Abstract

beta-Glucans stimulate leukocyte anti-infective activity, enhance murine hematopoietic recovery following bone marrow injury and mobilize murine progenitor cells from bone marrow. This study evaluated the in vitro hematopoietic potential of the beta-glucan, PGG-glucan, on human bone marrow mononuclear cells (BMMC) and CD34+ BMMC compared with protein cytokines. In the presence of submaximal concentrations of recombinant human granulocyte-macrophage colony-stimulating factor (rhGM-CSF; 0.5 ng/ml), PGG-glucan significantly increased BMMC myeloid colony formation comparable to the increase observed with either interleukin-3 (rhIL-3) or stem cell factor (rhSCF). Moreover, the addition of PGG-glucan to cultures containing GM-CSF + IL-3 or GM-CSF + SCF significantly augmented granulocyte-macrophage colony production above baseline, demonstrating that PGG-glucan acts independently of those early-acting cytokines and can enhance their activity in an additive manner. Anti-PGG-glucan monoclonal antibody specifically abrogated the growth-enhancing effect of added PGG-glucan in a saturable manner and other control carbohydrate polymers failed to affect colony formation.
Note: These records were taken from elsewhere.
//! Navigation guard: rapid-redirect detection and lexical URL blocking.

use crate::history::NavigationHistory;
use aho_corasick::AhoCorasick;
use dune_filter::{EventSink, FilterConfig};
use once_cell::sync::Lazy;
use std::sync::Arc;
use std::time::{SystemTime, UNIX_EPOCH};
use tracing::{debug, warn};

/// Navigations faster than this are suspicious (ms).
const SUSPICIOUS_REDIRECT_MS: u64 = 500;

/// Rapid transitions tolerated before intervening.
const MAX_REDIRECT_STRIKES: u32 = 3;

/// URL fragments typical of popup/popunder launchers.
const POPUP_MARKERS: &[&str] = &[
    "popup", "click.php", "window=", "/pop/", "popads", "popcash", "popunder", "pophit", "exit-ad",
];

/// URL fragments typical of redirect/clickthrough hops.
const REDIRECT_MARKERS: &[&str] = &[
    "redirect",
    "track.php",
    "tracking.php",
    "goto=",
    "clickthrough",
    "go.php",
    "exit=",
    "counter.php",
    "out.php",
];

static POPUP_AUTOMATON: Lazy<AhoCorasick> =
    Lazy::new(|| AhoCorasick::new(POPUP_MARKERS).expect("static popup marker set must compile"));

static REDIRECT_AUTOMATON: Lazy<AhoCorasick> = Lazy::new(|| {
    AhoCorasick::new(REDIRECT_MARKERS).expect("static redirect marker set must compile")
});

/// Outcome of recording a page start.
#[derive(Debug, Clone, PartialEq, Eq)]
pub enum PageStartOutcome {
    /// Proceed with the navigation normally.
    Continue,
    /// A rapid redirect chain fired: the caller must abandon the offending
    /// URL and navigate to `safe_url` instead.
    Rollback { safe_url: String },
}

/// Maintains per-session navigation history and decides when a chain of
/// navigations stops looking human.
pub struct NavigationGuard {
    config: Arc<FilterConfig>,
    events: EventSink,
    history: NavigationHistory,
    redirect_strikes: u32,
}

impl NavigationGuard {
    pub fn new(config: Arc<FilterConfig>, events: EventSink) -> Self {
        Self {
            config,
            events,
            history: NavigationHistory::new(),
            redirect_strikes: 0,
        }
    }

    /// Record a page start using the wall clock.
    pub fn on_page_started(&mut self, url: &str) -> PageStartOutcome {
        self.on_page_started_at(url, unix_ms())
    }

    /// Record a page start at an explicit time.
    ///
    /// A navigation arriving within 500 ms of the previous distinct page
    /// earns a strike; a slower one clears the strikes, since the
    /// heuristic targets uninterrupted automated chains. On the third
    /// strike (with enough history to have somewhere safe to go) the
    /// guard asks for a rollback to the page two entries back and resets
    /// its counter.
    pub fn on_page_started_at(&mut self, url: &str, now_ms: u64) -> PageStartOutcome {
        if !self.config.redirect_block_enabled() {
            return PageStartOutcome::Continue;
        }

        if !self.history.push(url, now_ms) {
            // Same URL as the current front entry: already processed.
            return PageStartOutcome::Continue;
        }

        let Some(previous) = self.history.get(1) else {
            return PageStartOutcome::Continue;
        };

        let elapsed = now_ms.saturating_sub(previous.at_ms);
        if elapsed >= SUSPICIOUS_REDIRECT_MS {
            self.redirect_strikes = 0;
            return PageStartOutcome::Continue;
        }

        self.redirect_strikes += 1;
        debug!(
            "Rapid navigation to {} ({} ms, strike {})",
            url, elapsed, self.redirect_strikes
        );

        if self.redirect_strikes >= MAX_REDIRECT_STRIKES && self.history.len() >= 3 {
            // Two entries back is the last page the user plausibly chose.
            let safe_url = self.history.get(2).map(|e| e.url.clone());
            if let Some(safe_url) = safe_url {
                warn!("Redirect chain detected, rolling back to {}", safe_url);
                self.events.blocked(url, "excessive redirects detected");
                self.redirect_strikes = 0;
                return PageStartOutcome::Rollback { safe_url };
            }
        }

        PageStartOutcome::Continue
    }

    /// Lexical popup/redirect classification, independent of history.
    /// True means the caller must cancel the navigation.
    pub fn should_block_navigation(&self, url: &str) -> bool {
        let url = url.to_lowercase();

        if self.config.popup_block_enabled() && POPUP_AUTOMATON.is_match(&url) {
            self.events.blocked(&url, "popup blocked");
            return true;
        }

        if self.config.redirect_block_enabled() && REDIRECT_AUTOMATON.is_match(&url) {
            self.events.blocked(&url, "suspicious redirect blocked");
            return true;
        }

        false
    }

    pub fn history(&self) -> &NavigationHistory {
        &self.history
    }
}

fn unix_ms() -> u64 {
    SystemTime::now()
        .duration_since(UNIX_EPOCH)
        .map(|d| d.as_millis() as u64)
        .unwrap_or(0)
}
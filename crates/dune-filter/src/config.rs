//! Feature toggles shared by every filtering engine.

use std::sync::atomic::{AtomicBool, Ordering};

/// Per-feature enable/disable switches.
///
/// The host settings surface mutates these; every engine reads the latest
/// value on each decision, so a change takes effect without restarting
/// anything. Shared as `Arc<FilterConfig>`.
#[derive(Debug)]
pub struct FilterConfig {
    ad_block: AtomicBool,
    aggressive: AtomicBool,
    popup_block: AtomicBool,
    redirect_block: AtomicBool,
    cookie_blocking: AtomicBool,
    tracking_prevention: AtomicBool,
}

impl FilterConfig {
    pub fn new() -> Self {
        Self {
            ad_block: AtomicBool::new(true),
            aggressive: AtomicBool::new(false),
            popup_block: AtomicBool::new(true),
            redirect_block: AtomicBool::new(true),
            cookie_blocking: AtomicBool::new(false),
            tracking_prevention: AtomicBool::new(true),
        }
    }

    pub fn ad_block_enabled(&self) -> bool {
        self.ad_block.load(Ordering::Relaxed)
    }

    pub fn set_ad_block_enabled(&self, enabled: bool) {
        self.ad_block.store(enabled, Ordering::Relaxed);
    }

    /// Stricter classification tier with a higher false-positive tolerance.
    pub fn aggressive_mode(&self) -> bool {
        self.aggressive.load(Ordering::Relaxed)
    }

    pub fn set_aggressive_mode(&self, enabled: bool) {
        self.aggressive.store(enabled, Ordering::Relaxed);
    }

    pub fn popup_block_enabled(&self) -> bool {
        self.popup_block.load(Ordering::Relaxed)
    }

    pub fn set_popup_block_enabled(&self, enabled: bool) {
        self.popup_block.store(enabled, Ordering::Relaxed);
    }

    pub fn redirect_block_enabled(&self) -> bool {
        self.redirect_block.load(Ordering::Relaxed)
    }

    pub fn set_redirect_block_enabled(&self, enabled: bool) {
        self.redirect_block.store(enabled, Ordering::Relaxed);
    }

    pub fn cookie_blocking_enabled(&self) -> bool {
        self.cookie_blocking.load(Ordering::Relaxed)
    }

    pub fn set_cookie_blocking_enabled(&self, enabled: bool) {
        self.cookie_blocking.store(enabled, Ordering::Relaxed);
    }

    pub fn tracking_prevention_enabled(&self) -> bool {
        self.tracking_prevention.load(Ordering::Relaxed)
    }

    pub fn set_tracking_prevention_enabled(&self, enabled: bool) {
        self.tracking_prevention.store(enabled, Ordering::Relaxed);
    }
}

impl Default for FilterConfig {
    fn default() -> Self {
        Self::new()
    }
}

#[cfg(test)]
mod tests {
    use super::*;

    #[test]
    fn test_defaults() {
        let config = FilterConfig::new();
        assert!(config.ad_block_enabled());
        assert!(!config.aggressive_mode());
        assert!(config.popup_block_enabled());
        assert!(config.redirect_block_enabled());
        assert!(!config.cookie_blocking_enabled());
        assert!(config.tracking_prevention_enabled());
    }

    #[test]
    fn test_toggle_round_trip() {
        let config = FilterConfig::new();
        config.set_ad_block_enabled(false);
        assert!(!config.ad_block_enabled());
        config.set_cookie_blocking_enabled(true);
        assert!(config.cookie_blocking_enabled());
    }
}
Further, PGG-glucan was not associated with induction of IL-6, GM-CSF production and removal of accessory cells by CD34+ cell isolation did not alter the PGG-glucan effect. These data demonstrate that PGG-glucan acts on committed myeloid progenitors to enhance human hematopoietic activity by a mechanism of direct action independent of IL-3 or SCF and independent of secondary cytokine stimulation.